Identification of serum exosome proteins in systemic sclerosis with interstitial lung disease by aptamer proteomics

Affiliations

Identification of serum exosome proteins in systemic sclerosis with interstitial lung disease by aptamer proteomics

Sonsoles Piera-Velazquez et al. Arthritis Res Ther. .

Abstract

Objective: A major unmet need for Systemic Sclerosis (SSc) clinical management is the absence of well validated biomarkers for early diagnosis of SSc-associated interstitial lung disease (SSc-ILD). The objective of this study was to identify proteins contained within serum exosomes that may serve as potential biomarkers to differentiate patients with Diffuse SSc without SSc-ILD from patients with Diffuse SSc with SSc-ILD employing aptamer-based proteomics.

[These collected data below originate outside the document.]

//! Error types for content streaming.

use thiserror::Error;
use vaultspace_core::domain::{ByteRange, DomainError, NodeId};
use vaultspace_core::{RemoteError, VaultError};

/// Errors that can occur while reading file content.
#[derive(Error, Debug, Clone, PartialEq, Eq)]
pub enum StreamError {
    #[error("invalid range: {0}")]
    InvalidRange(#[from] DomainError),

    /// The remote fetch failed after the retry budget; the range is kept so
    /// the caller can ask again.
    #[error("fetch of {file_id} [{}, {}) failed: {source}", range.start(), range.end())]
    Fetch {
        file_id: NodeId,
        range: ByteRange,
        source: RemoteError,
    },

    #[error("read cancelled")]
    Cancelled,

    #[error("no known revision for {0}")]
    NoRevision(NodeId),
}

impl From<StreamError> for VaultError {
    fn from(err: StreamError) -> Self {
        match err {
            StreamError::InvalidRange(e) => VaultError::Validation(e.to_string()),
            StreamError::Fetch {
                source: RemoteError::Unauthorized(msg),
                ..
            } => VaultError::Unauthorized(msg),
            StreamError::Fetch {
                source: RemoteError::NotFound(msg),
                ..
            } => VaultError::NotFound(msg),
            e @ StreamError::Fetch { .. } => VaultError::TransientIo(e.to_string()),
            StreamError::Cancelled => VaultError::Cancelled,
            StreamError::NoRevision(id) => {
                VaultError::NotFound(format!("{id} has no remote content yet"))
            }
        }
    }
}

#[cfg(test)]
mod tests {
    use super::*;

    #[test]
    fn test_fetch_failure_surfaces_as_transient() {
        let err = StreamError::Fetch {
            file_id: NodeId::new("f1").unwrap(),
            range: ByteRange::new(0, 50).unwrap(),
            source: RemoteError::RateLimited { retry_after: None },
        };
        assert!(err.to_string().contains("[0, 50)"));

        let vault: VaultError = err.into();
        assert!(matches!(vault, VaultError::TransientIo(_)));
        assert!(vault.is_retryable());
    }

    #[test]
    fn test_not_found_kept_distinct() {
        let err = StreamError::Fetch {
            file_id: NodeId::new("f1").unwrap(),
            range: ByteRange::new(0, 1).unwrap(),
            source: RemoteError::NotFound("f1".into()),
        };
        assert!(matches!(VaultError::from(err), VaultError::NotFound(_)));
        assert!(matches!(
            VaultError::from(StreamError::Cancelled),
            VaultError::Cancelled
        ));
    }
}
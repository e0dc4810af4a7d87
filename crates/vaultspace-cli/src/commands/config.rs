//! Config command - View and validate VaultSpace configuration
//!
//! Provides the `vaultspace config` CLI command which:
//! 1. Shows the effective configuration (YAML or JSON)
//! 2. Validates the configuration file and reports errors
//!
//! Neither subcommand needs the database.

use anyhow::{Context, Result};
use clap::Subcommand;
use tracing::info;
use vaultspace_core::config::Config;

use super::CliContext;
use crate::output::plural;

#[derive(Debug, Subcommand)]
pub enum ConfigCommand {
    /// Display the effective configuration
    Show,
    /// Validate the configuration file
    Validate,
}

impl ConfigCommand {
    pub async fn execute(&self, context: &CliContext) -> Result<()> {
        match self {
            ConfigCommand::Show => self.execute_show(context),
            ConfigCommand::Validate => self.execute_validate(context),
        }
    }

    fn execute_show(&self, context: &CliContext) -> Result<()> {
        let formatter = context.formatter();
        let config_path = &context.config_path;
        let config = context.load_config();

        info!(config_path = %config_path.display(), "Showing configuration");

        if context.is_json() {
            let json = serde_json::to_value(&config)
                .context("Failed to serialize configuration to JSON")?;
            formatter.print_json(&json);
        } else {
            let source = if config_path.exists() {
                config_path.display().to_string()
            } else {
                "defaults".to_string()
            };
            formatter.success(&format!("Configuration ({source})"));
            formatter.info("");

            let yaml = serde_yaml::to_string(&config)
                .context("Failed to serialize configuration to YAML")?;
            for line in yaml.lines() {
                formatter.info(line);
            }
        }

        Ok(())
    }

    fn execute_validate(&self, context: &CliContext) -> Result<()> {
        let formatter = context.formatter();
        let config_path = &context.config_path;

        let config = match Config::load(config_path) {
            Ok(config) => config,
            Err(e) if !config_path.exists() => {
                info!(error = %e, "No configuration file, checking defaults");
                if context.is_json() {
                    formatter.print_json(&serde_json::json!({
                        "valid": true,
                        "config_path": config_path.display().to_string(),
                        "errors": [],
                        "defaults": true,
                    }));
                } else {
                    formatter.success("No configuration file; defaults are in effect");
                    formatter.info(&format!("Expected at {}", config_path.display()));
                }
                return Ok(());
            }
            Err(e) => {
                if context.is_json() {
                    formatter.print_json(&serde_json::json!({
                        "valid": false,
                        "config_path": config_path.display().to_string(),
                        "errors": [format!("Failed to parse configuration: {e}")],
                    }));
                } else {
                    formatter.error(&format!("Failed to parse configuration: {e}"));
                    formatter.info(&format!("File: {}", config_path.display()));
                }
                return Ok(());
            }
        };

        info!(config_path = %config_path.display(), "Validating configuration");
        let errors = config.validate();

        if context.is_json() {
            let error_strings: Vec<String> = errors.iter().map(ToString::to_string).collect();
            formatter.print_json(&serde_json::json!({
                "valid": errors.is_empty(),
                "config_path": config_path.display().to_string(),
                "errors": error_strings,
            }));
        } else if errors.is_empty() {
            formatter.success("Configuration is valid");
            formatter.info(&format!("File: {}", config_path.display()));
        } else {
            formatter.error(&format!(
                "Configuration has {} error{}:",
                errors.len(),
                plural(errors.len())
            ));
            formatter.info(&format!("File: {}", config_path.display()));
            formatter.info("");
            for error in &errors {
                formatter.info(&format!("  {} - {}", error.field, error.message));
            }
        }

        Ok(())
    }
}
//! Conflict records
//!
//! A conflict is raised when a node holds local changes that were never
//! confirmed by the remote while the remote moved on independently. The
//! engine never resolves it by itself; it keeps both sides until an
//! explicit [`Resolution`] is applied.

use std::fmt::{self, Display, Formatter};
use std::str::FromStr;

use chrono::{DateTime, Utc};
use serde::{Deserialize, Serialize};

use super::errors::DomainError;
use super::newtypes::{NodeId, RevisionTag};
use super::remote_item::RemoteItem;

/// Explicit decision for a conflicted node
#[derive(Debug, Clone, Copy, PartialEq, Eq, Hash, Serialize, Deserialize)]
#[serde(rename_all = "snake_case")]
pub enum Resolution {
    /// Keep the local content and push it over the remote version
    KeepLocal,
    /// Discard the local content and adopt the remote version
    KeepRemote,
}

impl Display for Resolution {
    fn fmt(&self, f: &mut Formatter<'_>) -> fmt::Result {
        match self {
            Resolution::KeepLocal => write!(f, "keep_local"),
            Resolution::KeepRemote => write!(f, "keep_remote"),
        }
    }
}

impl FromStr for Resolution {
    type Err = DomainError;

    fn from_str(s: &str) -> Result<Self, Self::Err> {
        match s.to_ascii_lowercase().as_str() {
            "local" | "keep_local" | "keep-local" => Ok(Resolution::KeepLocal),
            "remote" | "keep_remote" | "keep-remote" => Ok(Resolution::KeepRemote),
            other => Err(DomainError::InvalidState {
                from: "conflict".to_string(),
                to: other.to_string(),
            }),
        }
    }
}

/// Both sides of a conflicted node
#[derive(Debug, Clone, PartialEq, Serialize, Deserialize)]
pub struct ConflictRecord {
    /// Local node in `Conflict` state
    pub node_id: NodeId,
    /// Base revision the local change was made against
    pub local_revision: Option<RevisionTag>,
    /// Latest remote snapshot (may be a deletion marker)
    pub remote: RemoteItem,
    /// When the conflict was first detected
    pub detected_at: DateTime<Utc>,
}

impl ConflictRecord {
    /// Creates a record detected now
    #[must_use]
    pub fn new(node_id: NodeId, local_revision: Option<RevisionTag>, remote: RemoteItem) -> Self {
        Self {
            node_id,
            local_revision,
            remote,
            detected_at: Utc::now(),
        }
    }

    /// True when the remote side deleted the item
    #[must_use]
    pub fn remote_deleted(&self) -> bool {
        self.remote.is_deleted
    }
}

Methods: Serum exosomes were isolated from two cohorts of patients. The first cohort included 15 patients with Diffuse SSc without SSc-ILD and 14 patients with Diffuse SSc with SSc-ILD and the second cohort included 12 patients with Diffuse SSc with SSc-ILD and 12 patients with Diffuse SSc without SSc-ILD. SOMAscan aptamer proteomics was performed with the first cohort and quantified the concentration levels of 1,305 proteins. Significant associations of differentially elevated or reduced proteins (p < 0.05 |FC|>1.2) discriminating between the two SSc clinical subsets were assessed. Validation of the results obtained from the proteomics analysis of the first cohort was performed with the second cohort.

Results: The aptamer proteomic analysis identified 29 proteins increased and 9 proteins decreased in SSc with SSc-ILD as compared to SSc without SSc-ILD. Principal component analysis using the 20 most significantly differentially expressed proteins resulted in excellent separation of the two SSc clinical subsets. Most of the differentially increased proteins converged around enhanced inflammatory responses, immune cell activation, cell death, and abnormal vascular functions and several of them displayed a highly significant correlation with the CO Diffusion Capacity Levels.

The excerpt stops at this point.